Exchange theory of dating Jsmooth adult video
We cannot achieve our goals alone so as humans we have to sometimes become actors.
In the world today we see actors as unemotional people but that is not the case once we reach our goals in the end.
The first proposition, the Success Proposition states that behavior that creates positive outcomes is likely to be repeated.
The prisoner's dilemma is a widely used example in game theory that attempts to illustrate why or how two individuals may not cooperate with each other, even if it is in their best interest to do so.
According to Laura Stafford (2008), economic exchanges and social exchanges have some differences: Social exchanges involve a connection with another person; social exchanges involve trust, not legal obligations; social exchanges are more flexible; and social exchanges rarely involve explicit bargaining.
Interpersonal exchanges are thought to be analogous to economic exchanges where people are satisfied when they receive a fair return for their expenditures.
As with everything dealing with the social exchange theory it has it’s outcome satisfaction and dependence of relationships.
Both parties in a social exchange take responsibility for one another and depend on each other.
Positive relationships are expected to endure, whereas negative relationships will probably terminate.

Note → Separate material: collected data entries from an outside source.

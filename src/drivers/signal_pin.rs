//! Raw GPIO exposed as an embedded-hal pin that can switch direction.
//!
//! Backs the single-wire sensors.  Direction changes go through
//! `gpio_set_direction`, so the pin keeps its pull configuration from
//! [`hw_init`](super::hw_init).

use embedded_hal::digital::{Error, ErrorKind, ErrorType, InputPin, OutputPin};

use crate::drivers::hw_init::{self, HwInitError};
use crate::sensors::SignalLine;

#[derive(Debug, Clone, Copy, PartialEq, Eq)]
pub struct SignalPinError(pub HwInitError);

impl Error for SignalPinError {
    fn kind(&self) -> ErrorKind {
        ErrorKind::Other
    }
}

pub struct SignalPin {
    gpio: i32,
}

impl SignalPin {
    pub fn new(gpio: i32) -> Self {
        Self { gpio }
    }
}

impl ErrorType for SignalPin {
    type Error = SignalPinError;
}

impl OutputPin for SignalPin {
    fn set_low(&mut self) -> Result<(), Self::Error> {
        hw_init::gpio_write(self.gpio, false);
        Ok(())
    }

    fn set_high(&mut self) -> Result<(), Self::Error> {
        hw_init::gpio_write(self.gpio, true);
        Ok(())
    }
}

impl InputPin for SignalPin {
    fn is_high(&mut self) -> Result<bool, Self::Error> {
        Ok(hw_init::gpio_read(self.gpio))
    }

    fn is_low(&mut self) -> Result<bool, Self::Error> {
        Ok(!hw_init::gpio_read(self.gpio))
    }
}

impl SignalLine for SignalPin {
    fn make_output(&mut self) -> Result<(), Self::Error> {
        hw_init::gpio_set_output(self.gpio, true).map_err(SignalPinError)
    }

    fn make_input(&mut self) -> Result<(), Self::Error> {
        hw_init::gpio_set_output(self.gpio, false).map_err(SignalPinError)
    }
}
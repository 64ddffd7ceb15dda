//! Active buzzer on a plain GPIO (HIGH = sounding).

use crate::drivers::hw_init;
use crate::pins;

pub struct BuzzerDriver {
    on: bool,
}

impl BuzzerDriver {
    pub fn new() -> Self {
        Self { on: false }
    }

    pub fn set(&mut self, on: bool) {
        hw_init::gpio_write(pins::BUZZER_GPIO, on);
        self.on = on;
    }

    pub fn is_on(&self) -> bool {
        self.on
    }
}

impl Default for BuzzerDriver {
    fn default() -> Self {
        Self::new()
    }
}
#[cfg(target_os = "espidf")]
unsafe extern "C" fn ble_gatts_event_handler(
    event: esp_idf_svc::sys::esp_gatts_cb_event_t,
    gatts_if: esp_idf_svc::sys::esp_gatt_if_t,
    param: *mut esp_idf_svc::sys::esp_ble_gatts_cb_param_t,
) {
    use esp_idf_svc::sys::*;

    // SAFETY: Bluedroid guarantees `param` is valid for the duration of
    // the callback; every FFI call below runs on the Bluedroid task.
    unsafe {
        match event {
            esp_gatts_cb_event_t_ESP_GATTS_REG_EVT => {
                BLE_GATTS_IF.store(u32::from(gatts_if), AtomicOrdering::Relaxed);
                log::info!("BLE GATTS: app registered (if={})", gatts_if);
                let mut svc_id = esp_gatt_srvc_id_t {
                    id: esp_gatt_id_t {
                        uuid: uuid128_to_esp(SERVICE_UUID),
                        inst_id: 0,
                    },
                    is_primary: true,
                };
                // service + 2 × (decl + value) + CCCD
                esp_ble_gatts_create_service(gatts_if, &mut svc_id, 8);
            }
            esp_gatts_cb_event_t_ESP_GATTS_CREATE_EVT => {
                let svc_handle = (*param).create.service_handle;
                BLE_SVC_HANDLE.store(u32::from(svc_handle), AtomicOrdering::Relaxed);
                log::info!("BLE GATTS: service created (handle={})", svc_handle);
                esp_ble_gatts_start_service(svc_handle);
                BLE_CHAR_STEP.store(1, AtomicOrdering::Relaxed);
                add_gatt_char(
                    svc_handle,
                    CHAR_SENSOR,
                    ESP_GATT_PERM_READ,
                    ESP_GATT_CHAR_PROP_BIT_READ | ESP_GATT_CHAR_PROP_BIT_NOTIFY,
                    Some(MAX_NOTIFY_LEN as u16),
                );
            }
            esp_gatts_cb_event_t_ESP_GATTS_ADD_CHAR_EVT => {
                let handle = (*param).add_char.attr_handle;
                let svc_handle = BLE_SVC_HANDLE.load(AtomicOrdering::Relaxed) as u16;
                match BLE_CHAR_STEP.load(AtomicOrdering::Relaxed) {
                    1 => {
                        BLE_SENSOR_CHAR_HANDLE.store(u32::from(handle), AtomicOrdering::Relaxed);
                        log::info!("BLE GATTS: sensor char (handle={})", handle);
                        BLE_CHAR_STEP.store(2, AtomicOrdering::Relaxed);
                        let mut cccd = uuid16_to_esp(ESP_GATT_UUID_CHAR_CLIENT_CONFIG as u16);
                        esp_ble_gatts_add_char_descr(
                            svc_handle,
                            &mut cccd,
                            (ESP_GATT_PERM_READ | ESP_GATT_PERM_WRITE) as esp_gatt_perm_t,
                            core::ptr::null_mut(),
                            core::ptr::null_mut(),
                        );
                    }
                    3 => {
                        BLE_CONTROL_CHAR_HANDLE.store(u32::from(handle), AtomicOrdering::Relaxed);
                        BLE_CHAR_STEP.store(4, AtomicOrdering::Relaxed);
                        log::info!("BLE GATTS: control char (handle={}), service ready", handle);
                    }
                    _ => {}
                }
            }
            esp_gatts_cb_event_t_ESP_GATTS_ADD_CHAR_DESCR_EVT => {
                if BLE_CHAR_STEP.load(AtomicOrdering::Relaxed) == 2 {
                    BLE_CHAR_STEP.store(3, AtomicOrdering::Relaxed);
                    add_gatt_char(
                        BLE_SVC_HANDLE.load(AtomicOrdering::Relaxed) as u16,
                        CHAR_CONTROL,
                        ESP_GATT_PERM_WRITE,
                        ESP_GATT_CHAR_PROP_BIT_WRITE | ESP_GATT_CHAR_PROP_BIT_WRITE_NR,
                        None,
                    );
                }
            }
            esp_gatts_cb_event_t_ESP_GATTS_CONNECT_EVT => {
                let conn_id = (*param).connect.conn_id;
                push(crate::link::LinkEvent::Connected { conn_id });
            }
            esp_gatts_cb_event_t_ESP_GATTS_DISCONNECT_EVT => {
                push(crate::link::LinkEvent::Disconnected);
            }
            esp_gatts_cb_event_t_ESP_GATTS_WRITE_EVT => {
                let p = &(*param).write;
                if u32::from(p.handle) == BLE_CONTROL_CHAR_HANDLE.load(AtomicOrdering::Relaxed)
                    && !p.value.is_null()
                {
                    let data = core::slice::from_raw_parts(p.value, usize::from(p.len));
                    push(crate::link::LinkEvent::write(data, timer_ms()));
                }
                if p.need_rsp {
                    esp_ble_gatts_send_response(
                        gatts_if,
                        p.conn_id,
                        p.trans_id,
                        esp_gatt_status_t_ESP_GATT_OK,
                        core::ptr::null_mut(),
                    );
                }
            }
            _ => {}
        }
    }
}
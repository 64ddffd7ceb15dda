//! Sensor subsystem: individual drivers and the aggregating [`SensorHub`].
//!
//! Both sensors on this node talk over a single bidirectional GPIO, so the
//! drivers are written against [`SignalLine`] (an embedded-hal pin that can
//! switch direction) and a [`MicrosClock`] for pulse timing.  The hub owns
//! one of each and produces a [`SensorSnapshot`] every tick.

pub mod dht22;
pub mod ultrasonic;

#[cfg(test)]
pub(crate) mod sim;

use embedded_hal::digital::{InputPin, OutputPin};
use log::{debug, warn};

use crate::app::ports::SensorPort;
use crate::control::context::{ClimateReading, SensorSnapshot};
use crate::error::SensorError;

/// A single GPIO that is driven for a trigger pulse and then sampled.
pub trait SignalLine: OutputPin + InputPin {
    /// Switch to output (push-pull) before driving the line.
    fn make_output(&mut self) -> Result<(), Self::Error>;
    /// Release the line and switch to input.
    fn make_input(&mut self) -> Result<(), Self::Error>;
}

/// Free-running microsecond counter used to time pulses.
pub trait MicrosClock {
    fn now_us(&self) -> u64;
}

/// Anything that can range the nearest object.
pub trait DistanceSensor {
    fn measure_cm(&mut self) -> Result<f32, SensorError>;
}

/// Anything that reports temperature and relative humidity.
pub trait ClimateSensor {
    fn read(&mut self) -> Result<ClimateReading, SensorError>;
}

/// Aggregates the sensor drivers and produces a unified snapshot.
pub struct SensorHub<D, C> {
    distance: D,
    climate: C,
}

impl<D: DistanceSensor, C: ClimateSensor> SensorHub<D, C> {
    /// Construct a new hub.  Pass in pre-built drivers (built in main
    /// where peripheral ownership is established).
    pub fn new(distance: D, climate: C) -> Self {
        Self { distance, climate }
    }

    /// Read both sensors.  A failure in one branch is logged and reported
    /// as `None`; it never affects the other branch.
    pub fn read_all(&mut self) -> SensorSnapshot {
        let climate = match self.climate.read() {
            Ok(c) => Some(c),
            Err(e) => {
                warn!("Climate read failed: {}", e);
                None
            }
        };

        let distance = match self.distance.measure_cm() {
            Ok(d) if d > 0.0 => Some(d),
            Ok(d) => {
                warn!("Distance read invalid: {:.1} cm", d);
                None
            }
            Err(e) => {
                warn!("Distance read failed: {}", e);
                None
            }
        };

        let snapshot = SensorSnapshot::new(climate, distance);
        if let Some(c) = snapshot.climate {
            debug!(
                "Temperature: {:.1}°C Humidity: {:.1}% Distance: {:?} cm",
                c.temperature_c, c.humidity_pct, snapshot.distance_cm
            );
        }
        snapshot
    }
}

impl<D: DistanceSensor, C: ClimateSensor> SensorPort for SensorHub<D, C> {
    fn read_all(&mut self) -> SensorSnapshot {
        SensorHub::read_all(self)
    }
}
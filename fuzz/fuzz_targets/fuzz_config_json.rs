//! Fuzz target: `NodeConfig::from_json`
//!
//! Malformed or hostile overrides must be rejected, never panic, and any
//! accepted config must pass validation.
//!
//! cargo fuzz run fuzz_config_json

#![no_main]

use libfuzzer_sys::fuzz_target;
use proxgate::config::NodeConfig;

fuzz_target!(|data: &[u8]| {
    let Ok(json) = core::str::from_utf8(data) else {
        return;
    };
    if let Ok(cfg) = NodeConfig::from_json(json) {
        assert!(cfg.validate().is_ok());
    }
});
//! GPIO / peripheral pin assignments for the proxgate node.
//!
//! Drivers and `main` reference these constants rather than hard-coding
//! pin numbers.

// ---------------------------------------------------------------------------
// Sensors: single-wire (direction switched at runtime)
// ---------------------------------------------------------------------------

/// DHT22 data line (open-drain, 10 kΩ pull-up on the module).
pub const CLIMATE_DATA_GPIO: i32 = 4;
/// Ultrasonic ranger SIG (shared trigger/echo).
pub const RANGER_SIGNAL_GPIO: i32 = 7;

// ---------------------------------------------------------------------------
// Actuators
// ---------------------------------------------------------------------------

/// Active buzzer, driven HIGH to sound.
pub const BUZZER_GPIO: i32 = 5;

/// Hobby servo signal, LEDC PWM.
pub const SERVO_PWM_GPIO: i32 = 6;
/// Standard hobby-servo frame rate.
pub const SERVO_PWM_FREQ_HZ: u32 = 50;
/// LEDC duty resolution for the servo timer.
pub const SERVO_PWM_RESOLUTION_BITS: u32 = 14;

// ---------------------------------------------------------------------------
// User input
// ---------------------------------------------------------------------------

/// Stop button (BOOT strap), active LOW with internal pull-up.
pub const STOP_BUTTON_GPIO: i32 = 0;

Social exchange includes "both a notion of a relationship, and some notion of a shared obligation in which both parties perceive responsibilities to each other" Evaluation rests on two types of comparisons: Comparison Level and Comparison Level for Alternative.
The Comparison Level (CL) is a standard representing what people feel they should receive in the way of rewards and costs from a particular relationship.
The social exchange theory explains social exchange and stability as a process of negotiated exchanges between parties.
Social exchange theory explores the nature of exchanges between parties.
If worth is a positive number, it is positive relationship.